Your instructions:
Please reproduce the full set of data below exactly.

Provided data:
//! Scripted fakes for the orchestration seams.
//!
//! Each fake pops pre-loaded responses off a queue and records every call
//! into a shared log, so tests can assert cross-fake ordering (e.g. that
//! a target reserve happens before the seeker release).

#![allow(dead_code)]

use std::collections::VecDeque;
use std::sync::atomic::{AtomicU64, Ordering};
use std::sync::{Arc, Mutex};
use std::time::Duration;

use async_trait::async_trait;
use chrono::{NaiveDate, NaiveTime};

use tc_seeker::{
    ConversationId, PageRef, ReservationAgent, ReservedHold, ResponseChannel, Result, SeekerError,
    Settings, SettingsBuilder, Slot, SlotSnapshot, SlotSource,
};

pub type CallLog = Arc<Mutex<Vec<String>>>;

pub const SEEKER_URL: &str = "https://moodle.example/mod/tcb/view.php?id=1";
pub const TARGET_A_URL: &str = "https://moodle.example/mod/tcb/view.php?id=2";
pub const TARGET_B_URL: &str = "https://moodle.example/mod/tcb/view.php?id=3";

/// Settings with two targets, a wide preference window, and retries that
/// fail fast so scripted errors surface without real backoff sleeps.
pub fn test_settings() -> Settings {
    let mut settings = SettingsBuilder::new()
        .credentials("user", "pass")
        .telegram("token", "chat")
        .seeker(SEEKER_URL, "UNIX exam")
        .date_range(
            NaiveDate::from_ymd_opt(2026, 1, 10).unwrap(),
            NaiveDate::from_ymd_opt(2026, 1, 31).unwrap(),
        )
        .time_range(
            NaiveTime::from_hms_opt(9, 0, 0).unwrap(),
            NaiveTime::from_hms_opt(17, 0, 0).unwrap(),
        )
        .target("Centre A", TARGET_A_URL)
        .target("Centre B", TARGET_B_URL)
        .build();
    settings.retry.max_retries = 0;
    settings.retry.initial_delay_ms = 1;
    settings.retry.max_delay_ms = 1;
    settings.retry.jitter = false;
    settings
}

/// A slot in January 2026 inside the test window.
pub fn slot(day: u32, hour: u32, minute: u32) -> Slot {
    Slot::new(
        "UNIX exam",
        NaiveDate::from_ymd_opt(2026, 1, day).unwrap(),
        NaiveTime::from_hms_opt(hour, minute, 0).unwrap(),
        format!("reserve-{day}-{hour}{minute:02}"),
    )
}

pub fn snapshot(available: Vec<Slot>) -> SlotSnapshot {
    SlotSnapshot {
        held: Vec::new(),
        available,
    }
}

#[derive(Debug)]
pub struct ScriptedSource {
    log: CallLog,
    script: Mutex<VecDeque<Result<SlotSnapshot>>>,
}

impl ScriptedSource {
    pub fn new(log: CallLog, script: Vec<Result<SlotSnapshot>>) -> Self {
        Self {
            log,
            script: Mutex::new(script.into()),
        }
    }
}

#[async_trait]
impl SlotSource for ScriptedSource {
    async fn fetch(&self, page: &PageRef) -> Result<SlotSnapshot> {
        self.log.lock().unwrap().push(format!("fetch {}", page.url));
        match self.script.lock().unwrap().pop_front() {
            Some(response) => response,
            None => Ok(SlotSnapshot::default()),
        }
    }
}

#[derive(Debug, Default)]
pub struct ScriptedAgent {
    log: CallLog,
    reserve_script: Mutex<VecDeque<Result<ReservedHold>>>,
    release_script: Mutex<VecDeque<Result<()>>>,
    token_counter: AtomicU64,
}

impl ScriptedAgent {
    pub fn new(log: CallLog) -> Self {
        Self {
            log,
            ..Default::default()
        }
    }

    pub fn script_reserve(&self, response: Result<ReservedHold>) {
        self.reserve_script.lock().unwrap().push_back(response);
    }

    pub fn script_release(&self, response: Result<()>) {
        self.release_script.lock().unwrap().push_back(response);
    }

    pub fn hold(token: &str) -> ReservedHold {
        ReservedHold {
            release_token: token.to_string(),
            release_deadline: None,
        }
    }
}

#[async_trait]
impl ReservationAgent for ScriptedAgent {
    async fn reserve(&self, slot: &Slot) -> Result<ReservedHold> {
        self.log
            .lock()
            .unwrap()
            .push(format!("reserve {}", slot.reserve_token));
        match self.reserve_script.lock().unwrap().pop_front() {
            Some(response) => response,
            None => {
                let n = self.token_counter.fetch_add(1, Ordering::SeqCst);
                Ok(Self::hold(&format!("release-{n}")))
            }
        }
    }

    async fn release(&self, release_token: &str) -> Result<()> {
        self.log
            .lock()
            .unwrap()
            .push(format!("release {release_token}"));
        match self.release_script.lock().unwrap().pop_front() {
            Some(response) => response,
            None => Ok(()),
        }
    }
}

#[derive(Debug, Default)]
pub struct ScriptedChannel {
    log: CallLog,
    pub notifications: Mutex<Vec<String>>,
    pub prompts: Mutex<Vec<String>>,
    ask_script: Mutex<VecDeque<Result<ConversationId>>>,
    reply_script: Mutex<VecDeque<Result<String>>>,
    conversation_counter: AtomicU64,
}

impl ScriptedChannel {
    pub fn new(log: CallLog) -> Self {
        Self {
            log,
            ..Default::default()
        }
    }

    pub fn script_ask(&self, response: Result<ConversationId>) {
        self.ask_script.lock().unwrap().push_back(response);
    }

    pub fn script_reply(&self, response: Result<String>) {
        self.reply_script.lock().unwrap().push_back(response);
    }

    pub fn notifications_containing(&self, needle: &str) -> usize {
        self.notifications
            .lock()
            .unwrap()
            .iter()
            .filter(|n| n.contains(needle))
            .count()
    }
}

#[async_trait]
impl ResponseChannel for ScriptedChannel {
    async fn notify(&self, message: &str) -> Result<()> {
        self.log.lock().unwrap().push("notify".to_string());
        self.notifications.lock().unwrap().push(message.to_string());
        Ok(())
    }

    async fn ask(&self, prompt: &str, _choices: &[String]) -> Result<ConversationId> {
        self.log.lock().unwrap().push("ask".to_string());
        self.prompts.lock().unwrap().push(prompt.to_string());
        match self.ask_script.lock().unwrap().pop_front() {
            Some(response) => response,
            None => {
                let n = self.conversation_counter.fetch_add(1, Ordering::SeqCst);
                Ok(ConversationId(n.to_string()))
            }
        }
    }

    async fn await_reply(
        &self,
        _conversation: &ConversationId,
        timeout: Duration,
    ) -> Result<String> {
        match self.reply_script.lock().unwrap().pop_front() {
            Some(response) => response,
            None => Err(SeekerError::ReplyTimeout {
                waited_secs: timeout.as_secs(),
            }),
        }
    }
}

/// Index of the first log entry starting with `prefix`, if any.
pub fn log_position(log: &CallLog, prefix: &str) -> Option<usize> {
    log.lock()
        .unwrap()
        .iter()
        .position(|entry| entry.starts_with(prefix))
}

pub fn log_count(log: &CallLog, prefix: &str) -> usize {
    log.lock()
        .unwrap()
        .iter()
        .filter(|entry| entry.starts_with(prefix))
        .count()
}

Exercise response:
//! Scripted fakes for the orchestration seams.
//!
//! Each fake pops pre-loaded responses off a queue and records every call
//! into a shared log, so tests can assert cross-fake ordering (e.g. that
//! a target reserve happens before the seeker release).

#![allow(dead_code)]

use std::collections::VecDeque;
use std::sync::atomic::{AtomicU64, Ordering};
use std::sync::{Arc, Mutex};
use std::time::Duration;

use async_trait::async_trait;
use chrono::{NaiveDate, NaiveTime};

use tc_seeker::{
    ConversationId, PageRef, ReservationAgent, ReservedHold, ResponseChannel, Result, SeekerError,
    Settings, SettingsBuilder, Slot, SlotSnapshot, SlotSource,
};

pub type CallLog = Arc<Mutex<Vec<String>>>;

pub const SEEKER_URL: &str = "https://moodle.example/mod/tcb/view.php?id=1";
pub const TARGET_A_URL: &str = "https://moodle.example/mod/tcb/view.php?id=2";
pub const TARGET_B_URL: &str = "https://moodle.example/mod/tcb/view.php?id=3";

/// Settings with two targets, a wide preference window, and retries that
/// fail fast so scripted errors surface without real backoff sleeps.
pub fn test_settings() -> Settings {
    let mut settings = SettingsBuilder::new()
        .credentials("user", "pass")
        .telegram("token", "chat")
        .seeker(SEEKER_URL, "UNIX exam")
        .date_range(
            NaiveDate::from_ymd_opt(2026, 1, 10).unwrap(),
            NaiveDate::from_ymd_opt(2026, 1, 31).unwrap(),
        )
        .time_range(
            NaiveTime::from_hms_opt(9, 0, 0).unwrap(),
            NaiveTime::from_hms_opt(17, 0, 0).unwrap(),
        )
        .target("Centre A", TARGET_A_URL)
        .target("Centre B", TARGET_B_URL)
        .build();
    settings.retry.max_retries = 0;
    settings.retry.initial_delay_ms = 1;
    settings.retry.max_delay_ms = 1;
    settings.retry.jitter = false;
    settings
}

/// A slot in January 2026 inside the test window.
pub fn slot(day: u32, hour: u32, minute: u32) -> Slot {
    Slot::new(
        "UNIX exam",
        NaiveDate::from_ymd_opt(2026, 1, day).unwrap(),
        NaiveTime::from_hms_opt(hour, minute, 0).unwrap(),
        format!("reserve-{day}-{hour}{minute:02}"),
    )
}

pub fn snapshot(available: Vec<Slot>) -> SlotSnapshot {
    SlotSnapshot {
        held: Vec::new(),
        available,
    }
}

#[derive(Debug)]
pub struct ScriptedSource {
    log: CallLog,
    script: Mutex<VecDeque<Result<SlotSnapshot>>>,
}

impl ScriptedSource {
    pub fn new(log: CallLog, script: Vec<Result<SlotSnapshot>>) -> Self {
        Self {
            log,
            script: Mutex::new(script.into()),
        }
    }
}

#[async_trait]
impl SlotSource for ScriptedSource {
    async fn fetch(&self, page: &PageRef) -> Result<SlotSnapshot> {
        self.log.lock().unwrap().push(format!("fetch {}", page.url));
        match self.script.lock().unwrap().pop_front() {
            Some(response) => response,
            None => Ok(SlotSnapshot::default()),
        }
    }
}

#[derive(Debug, Default)]
pub struct ScriptedAgent {
    log: CallLog,
    reserve_script: Mutex<VecDeque<Result<ReservedHold>>>,
    release_script: Mutex<VecDeque<Result<()>>>,
    token_counter: AtomicU64,
}

impl ScriptedAgent {
    pub fn new(log: CallLog) -> Self {
        Self {
            log,
            ..Default::default()
        }
    }

    pub fn script_reserve(&self, response: Result<ReservedHold>) {
        self.reserve_script.lock().unwrap().push_back(response);
    }

    pub fn script_release(&self, response: Result<()>) {
        self.release_script.lock().unwrap().push_back(response);
    }

    pub fn hold(token: &str) -> ReservedHold {
        ReservedHold {
            release_token: token.to_string(),
            release_deadline: None,
        }
    }
}

#[async_trait]
impl ReservationAgent for ScriptedAgent {
    async fn reserve(&self, slot: &Slot) -> Result<ReservedHold> {
        self.log
            .lock()
            .unwrap()
            .push(format!("reserve {}", slot.reserve_token));
        match self.reserve_script.lock().unwrap().pop_front() {
            Some(response) => response,
            None => {
                let n = self.token_counter.fetch_add(1, Ordering::SeqCst);
                Ok(Self::hold(&format!("release-{n}")))
            }
        }
    }

    async fn release(&self, release_token: &str) -> Result<()> {
        self.log
            .lock()
            .unwrap()
            .push(format!("release {release_token}"));
        match self.release_script.lock().unwrap().pop_front() {
            Some(response) => response,
            None => Ok(()),
        }
    }
}

#[derive(Debug, Default)]
pub struct ScriptedChannel {
    log: CallLog,
    pub notifications: Mutex<Vec<String>>,
    pub prompts: Mutex<Vec<String>>,
    ask_script: Mutex<VecDeque<Result<ConversationId>>>,
    reply_script: Mutex<VecDeque<Result<String>>>,
    conversation_counter: AtomicU64,
}

impl ScriptedChannel {
    pub fn new(log: CallLog) -> Self {
        Self {
            log,
            ..Default::default()
        }
    }

    pub fn script_ask(&self, response: Result<ConversationId>) {
        self.ask_script.lock().unwrap().push_back(response);
    }

    pub fn script_reply(&self, response: Result<String>) {
        self.reply_script.lock().unwrap().push_back(response);
    }

    pub fn notifications_containing(&self, needle: &str) -> usize {
        self.notifications
            .lock()
            .unwrap()
            .iter()
            .filter(|n| n.contains(needle))
            .count()
    }
}

#[async_trait]
impl ResponseChannel for ScriptedChannel {
    async fn notify(&self, message: &str) -> Result<()> {
        self.log.lock().unwrap().push("notify".to_string());
        self.notifications.lock().unwrap().push(message.to_string());
        Ok(())
    }

    async fn ask(&self, prompt: &str, _choices: &[String]) -> Result<ConversationId> {
        self.log.lock().unwrap().push("ask".to_string());
        self.prompts.lock().unwrap().push(prompt.to_string());
        match self.ask_script.lock().unwrap().pop_front() {
            Some(response) => response,
            None => {
                let n = self.conversation_counter.fetch_add(1, Ordering::SeqCst);
                Ok(ConversationId(n.to_string()))
            }
        }
    }

    async fn await_reply(
        &self,
        _conversation: &ConversationId,
        timeout: Duration,
    ) -> Result<String> {
        match self.reply_script.lock().unwrap().pop_front() {
            Some(response) => response,
            None => Err(SeekerError::ReplyTimeout {
                waited_secs: timeout.as_secs(),
            }),
        }
    }
}

/// Index of the first log entry starting with `prefix`, if any.
pub fn log_position(log: &CallLog, prefix: &str) -> Option<usize> {
    log.lock()
        .unwrap()
        .iter()
        .position(|entry| entry.starts_with(prefix))
}

pub fn log_count(log: &CallLog, prefix: &str) -> usize {
    log.lock()
        .unwrap()
        .iter()
        .filter(|entry| entry.starts_with(prefix))
        .count()
}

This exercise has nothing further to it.